Bild: Attitüde der mürrischen Ärmelschonerhaftigkeit: Thilo Sarrazin.
Heute vor exakt einem Jahr erschien jene Schrift, die zum erfolgreichsten
nichtliterarischen Buch des vergangenen Jahrzehnts werden sollte: Thilo
Sarrazins "Deutschland schafft sich ab". Bereits vor dem Erstverkaufstag
waren 25.000 Exemplare dieser vielhundertseitigen Schrift vorbestellt und
bezahlt worden; ihr Autor wird Verlagsschätzungen zufolge eine
Millionengage errungen haben, wobei der DVA-Verlag sich über die genaue
Höhe der verkauften Auflage ausschweigt, sie sollen sich aber aktuell in
knapp siebenstelliger Höhe bewegen.
Was das Buch des vor einem Jahr noch als Bundesbankvorstand tätigen Mannes
aber von allen Diskursbeiträgen zu Einwanderern in Deutschland unterschied,
war eine Allianz aus medialer Unterstützung. Kurz gesagt: Bild und Spiegel
druckten Passagen vorab; keine Talkshow, die auf sich hielt, wollte dieses
Thema übersehen. Jedes Medium war oder fühlte sich gezwungen, bei diesem
öffentlichen Gespräch mitzumachen - mehr oder weniger erhitzt.
Auffällig, guckt man zumindest versuchsweise auf die zwölf Monate
Sarrazin-Debattenlage zurück, sind zwei Entwicklungen: Anfänglich lebte die
Aufregung über das Buch von mehr oder weniger starker Zustimmung. Einer
musste es ja sagen! Hat er nicht recht? Ist es nicht so, wie er schreibt?

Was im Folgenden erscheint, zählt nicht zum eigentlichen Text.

//! Bridges `vesta-config` profiles and the global CLI flags.
//!
//! Precedence: flag > env > profile > built-in default.

use std::path::PathBuf;

use tracing::debug;

use vesta_config::{Config, Profile};
use vesta_core::PanelConfig;

use crate::cli::GlobalOpts;
use crate::error::CliError;

/// Config file selected by `--config` / `VESTA_CONFIG`, else the
/// platform default.
pub fn config_file(global: &GlobalOpts) -> PathBuf {
    global
        .config
        .clone()
        .unwrap_or_else(vesta_config::config_path)
}

pub fn load(global: &GlobalOpts) -> Result<Config, CliError> {
    Ok(vesta_config::load_config_from(&config_file(global))?)
}

pub fn save(global: &GlobalOpts, cfg: &Config) -> Result<(), CliError> {
    Ok(vesta_config::save_config_to(cfg, &config_file(global))?)
}

/// Profile name: `--profile`, else the config's default, else "default".
pub fn active_profile_name(global: &GlobalOpts, cfg: &Config) -> String {
    global
        .profile
        .clone()
        .or_else(|| cfg.default_profile.clone())
        .unwrap_or_else(|| "default".into())
}

pub fn available_profiles(cfg: &Config) -> String {
    if cfg.profiles.is_empty() {
        "(none)".into()
    } else {
        cfg.profiles.keys().cloned().collect::<Vec<_>>().join(", ")
    }
}

/// Lay the global flags over a profile.
fn apply_overrides(mut profile: Profile, global: &GlobalOpts) -> Profile {
    if let Some(host) = &global.host {
        profile.host.clone_from(host);
    }
    if let Some(username) = &global.username {
        profile.username = Some(username.clone());
    }
    if global.https {
        profile.use_https = true;
    }
    if let Some(timeout) = global.timeout {
        profile.timeout = Some(timeout);
    }
    profile
}

/// Build a `PanelConfig` from the config file, profile, and CLI overrides.
///
/// Returns the profile name alongside for error messages.
pub fn panel_config(global: &GlobalOpts) -> Result<(String, PanelConfig), CliError> {
    let cfg = load(global)?;
    let name = active_profile_name(global, &cfg);

    let profile = match cfg.profiles.get(&name) {
        Some(profile) => apply_overrides(profile.clone(), global),
        // No profile: flags and env alone must name the panel.
        None if global.host.is_some() => apply_overrides(Profile::default(), global),
        None if global.profile.is_some() => {
            return Err(CliError::ProfileNotFound {
                available: available_profiles(&cfg),
                name,
            });
        }
        None => {
            return Err(CliError::NoConfig {
                path: config_file(global).display().to_string(),
            });
        }
    };

    debug!(profile = %name, host = %profile.host, "resolved panel profile");
    let panel = vesta_config::profile_to_panel_config(&profile, &name, &cfg.defaults)?;
    Ok((name, panel))
}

Als dann endlich wenigstens einige Menschen die Lektüre hinter sich
gebracht hatten, etwa Redakteure der FAZ, der SZ oder der taz - was eine
irre Leistung schon deshalb war, weil sich "Deutschland schafft sich ab" in
etwa so gut lesen lässt wie das Telefonbuch von Peking -, wendete sich das
Blatt: Sarrazins Thesen entpuppten sich angesichts ihrer Entwirrung als
halbgar, pseudowissenschaftlich, halbseiden und, Fakt für Fakt, als
zusammenhanglos aufgeschrieben. Er wollte offenbar nur herausfinden, was
ihn keine Neugier haben ließ: Er wusste, dass er Türken und Araber
irgendwie nicht mochte.
So brach die zweite Phase der Sarrazin-Rezeption an: Man begann ihn
gründlich zu widerlegen. Das mit dem Intelligenzgen, das den muslimischen
Migranten fehle, wurde mithilfe von Intelligenzforschern widerlegt; auch
die Zahlen, was Geburtenrate und ökonomische Effizienz anbetrifft, erwiesen
sich als falsch gewertet.
## Zahlenfetischistischer Paranoiker
Eine gründliche Übersicht zur Sarrazin-Debattenlage findet sich auf
Wikipedia unter dem Stichwort des Buchtitels selbst, alle wesentlichen und
fundierten Gegenthesen zu diesem Autor sind dort fein aufgelistet. Im
Grunde erkennt man am Ende dieser 36 Seiten des Onlinelexikons nur das
eine: Thilo Sarrazin muss als zahlenfetischistischer Paranoiker gedacht
werden. Einer, der Ziffern und Zahlen so sehr liebt, dass er an ihnen
trunken wurde und sich dann in ihnen verlor.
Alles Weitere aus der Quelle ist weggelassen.